Class TensorStructurals


  • public final class TensorStructurals
    extends java.lang.Object
    Structural manipulations of tensors (which do not require any knowledge about the mathematical behaviour of the elements).
    • Method Detail

      • merge

        public static <E> Tensor<E> merge​(java.lang.Iterable<Tensor<E>> tensors)
        Merges the given set of the Tensors based on information in their context and dimensions. This operation is only possible, if the following preconditions are fulfilled:
        • The contexts of all the tensors have THE SAME dimensions AND
        • The dimensions of all the tensors are THE SAME (first found tensor dimension is taken as an reference)
        Parameters:
        tensors - to be merged.
        Returns:
        a merged tensor.
        Throws:
        java.lang.IllegalArgumentException - if zero or one tensor is put to be merged OR if tensors dimensionality and their context positions dimensionality is not equal OR tensor context is empty.
      • transformEntries

        public static <S,​T> Tensor<T> transformEntries​(Tensor<S> tensor,
                                                             java.util.function.Function<java.util.Map.Entry<Position,​S>,​T> function)
      • transformScalars

        public static <S,​T> Tensor<T> transformScalars​(Tensor<S> tensor,
                                                             java.util.function.Function<S,​T> function)
      • transformScalars

        public static <S,​T> Tensor<T> transformScalars​(Tensor<S> tensor,
                                                             java.util.function.BiFunction<Position,​S,​T> function)
      • consumeScalars

        public static <S> void consumeScalars​(Tensor<S> tensor,
                                              java.util.function.Consumer<S> consumer)
      • consumeScalars

        public static <S> void consumeScalars​(Tensor<S> tensor,
                                              java.util.function.BiConsumer<Position,​S> consumer)
      • stripContext

        public static <S> Tensor<S> stripContext​(Tensor<S> tensor)
      • mergeContextIntoShape

        public static <V> Tensor<V> mergeContextIntoShape​(Tensor<V> tensor)
      • completeWith

        public static <V> Tensor<V> completeWith​(Tensor<V> tensor,
                                                 Tensor<V> second)
      • resample

        public static <V> OngoingResamplingStart<V> resample​(Tensor<V> tensor)
        Starting point for a fluent clause to describe resampling in one or more dimensions.

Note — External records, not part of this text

//! ScenePath parsing and formatting.
//!
//! Grammar (absolute, '/'-separated):
//!   /segment/segment/...
//! - every path starts with '/'
//! - "/" alone names the pseudo-root that sits above all top-level prims
//! - segments are non-empty and may not contain whitespace or '.'
//!   Examples:
//!   "/SkelBinding/Scope/Inherit" -> segments=["SkelBinding","Scope","Inherit"]
//!   "/Anim1" -> segments=["Anim1"]
//!
//! Paths are stored in their canonical textual form so that hashing and prefix
//! tests stay cheap; segment views are computed on demand.

use serde::{de, Deserialize, Deserializer, Serialize, Serializer};
use std::fmt;
use std::str::FromStr;
use thiserror::Error;

/// Errors produced while parsing or extending a [`ScenePath`].
#[derive(Debug, Clone, PartialEq, Eq, Error)]
pub enum ScenePathError {
    #[error("empty scene path")]
    Empty,
    #[error("scene path '{0}' is not absolute")]
    NotAbsolute(String),
    #[error("scene path '{0}' has an empty segment")]
    EmptySegment(String),
    #[error("scene path '{path}' has invalid segment '{segment}'")]
    InvalidSegment { path: String, segment: String },
}

#[derive(Debug, Clone, PartialEq, Eq, Hash, PartialOrd, Ord)]
pub struct ScenePath(String);

fn valid_segment(segment: &str) -> bool {
    !segment.is_empty() && !segment.chars().any(|c| c.is_whitespace() || c == '.' || c == '/')
}

impl ScenePath {
    /// The pseudo-root path "/".
    pub fn root() -> Self {
        ScenePath("/".to_string())
    }

    /// Parse a path string according to the grammar described above.
    pub fn parse(s: &str) -> Result<Self, ScenePathError> {
        if s.is_empty() {
            return Err(ScenePathError::Empty);
        }
        if !s.starts_with('/') {
            return Err(ScenePathError::NotAbsolute(s.to_string()));
        }
        if s == "/" {
            return Ok(Self::root());
        }
        for segment in s[1..].split('/') {
            if segment.is_empty() {
                return Err(ScenePathError::EmptySegment(s.to_string()));
            }
            if !valid_segment(segment) {
                return Err(ScenePathError::InvalidSegment {
                    path: s.to_string(),
                    segment: segment.to_string(),
                });
            }
        }
        Ok(ScenePath(s.to_string()))
    }

    pub fn as_str(&self) -> &str {
        &self.0
    }

    pub fn is_root(&self) -> bool {
        self.0 == "/"
    }

    /// Last segment of the path; empty for the pseudo-root.
    pub fn name(&self) -> &str {
        match self.0.rfind('/') {
            Some(idx) => &self.0[idx + 1..],
            None => "",
        }
    }

    /// Parent path. The parent of a top-level prim is the pseudo-root; the
    /// pseudo-root itself has no parent.
    pub fn parent(&self) -> Option<ScenePath> {
        if self.is_root() {
            return None;
        }
        match self.0.rfind('/') {
            Some(0) => Some(Self::root()),
            Some(idx) => Some(ScenePath(self.0[..idx].to_string())),
            None => None,
        }
    }

    /// Append a single child segment.
    pub fn child(&self, name: &str) -> Result<ScenePath, ScenePathError> {
        if !valid_segment(name) {
            return Err(ScenePathError::InvalidSegment {
                path: self.0.clone(),
                segment: name.to_string(),
            });
        }
        if self.is_root() {
            Ok(ScenePath(format!("/{name}")))
        } else {
            Ok(ScenePath(format!("{}/{name}", self.0)))
        }
    }

    /// Iterate over all segments, outermost first.
    pub fn segments(&self) -> impl Iterator<Item = &str> {
        self.0.split('/').filter(|s| !s.is_empty())
    }

    /// Number of segments; zero for the pseudo-root.
    pub fn depth(&self) -> usize {
        self.segments().count()
    }

    /// True if `prefix` is this path or one of its ancestors.
    pub fn has_prefix(&self, prefix: &ScenePath) -> bool {
        if prefix.is_root() || self.0 == prefix.0 {
            return true;
        }
        self.0.len() > prefix.0.len()
            && self.0.starts_with(&prefix.0)
            && self.0.as_bytes()[prefix.0.len()] == b'/'
    }

    /// Rewrite the `old` prefix of this path into `new`. Returns `None` when
    /// `old` is not a prefix of this path.
    pub fn replace_prefix(&self, old: &ScenePath, new: &ScenePath) -> Option<ScenePath> {
        if !self.has_prefix(old) {
            return None;
        }
        if self == old {
            return Some(new.clone());
        }
        let suffix = if old.is_root() {
            self.0.as_str()
        } else {
            &self.0[old.0.len()..]
        };
        if new.is_root() {
            Some(ScenePath(suffix.to_string()))
        } else {
            Some(ScenePath(format!("{}{suffix}", new.0)))
        }
    }

    /// This path followed by each of its ancestors, stopping before the
    /// pseudo-root.
    pub fn ancestors(&self) -> impl Iterator<Item = ScenePath> {
        let mut next = if self.is_root() {
            None
        } else {
            Some(self.clone())
        };
        std::iter::from_fn(move || {
            let current = next.take()?;
            next = current.parent().filter(|p| !p.is_root());
            Some(current)
        })
    }
}

impl Default for ScenePath {
    fn default() -> Self {
        Self::root()
    }
}

impl fmt::Display for ScenePath {
    fn fmt(&self, f: &mut fmt::Formatter<'_>) -> fmt::Result {
        f.write_str(&self.0)
    }
}

impl FromStr for ScenePath {
    type Err = ScenePathError;
    fn from_str(s: &str) -> Result<Self, Self::Err> {
        ScenePath::parse(s)
    }
}

impl AsRef<str> for ScenePath {
    fn as_ref(&self) -> &str {
        &self.0
    }
}

// Serde support: serialize as string, deserialize from string
impl Serialize for ScenePath {
    fn serialize<S>(&self, serializer: S) -> Result<S::Ok, S::Error>
    where
        S: Serializer,
    {
        serializer.serialize_str(&self.0)
    }
}

impl<'de> Deserialize<'de> for ScenePath {
    fn deserialize<D>(deserializer: D) -> Result<ScenePath, D::Error>
    where
        D: Deserializer<'de>,
    {
        let s = String::deserialize(deserializer)?;
        ScenePath::parse(&s).map_err(de::Error::custom)
    }
}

This resampling only provides options which do not require the knowledge of a field. For example:
         
         Tensoric<V> resampled = resample(aTensor)
                                   .repeat(Integer.class)
                                   .then().repeat(String.class)
                                   .toTensoric();
         
         
        Note: The order of the options is important, as the resampling will be performed in the given order!

        For options which require a field, (e.g. linear interpolation), see the version in TensorSupport.resample(Tensor).

        Parameters:
        tensor - the tensor to be resampled
        Returns:
        an object to define further the strategy for resampling.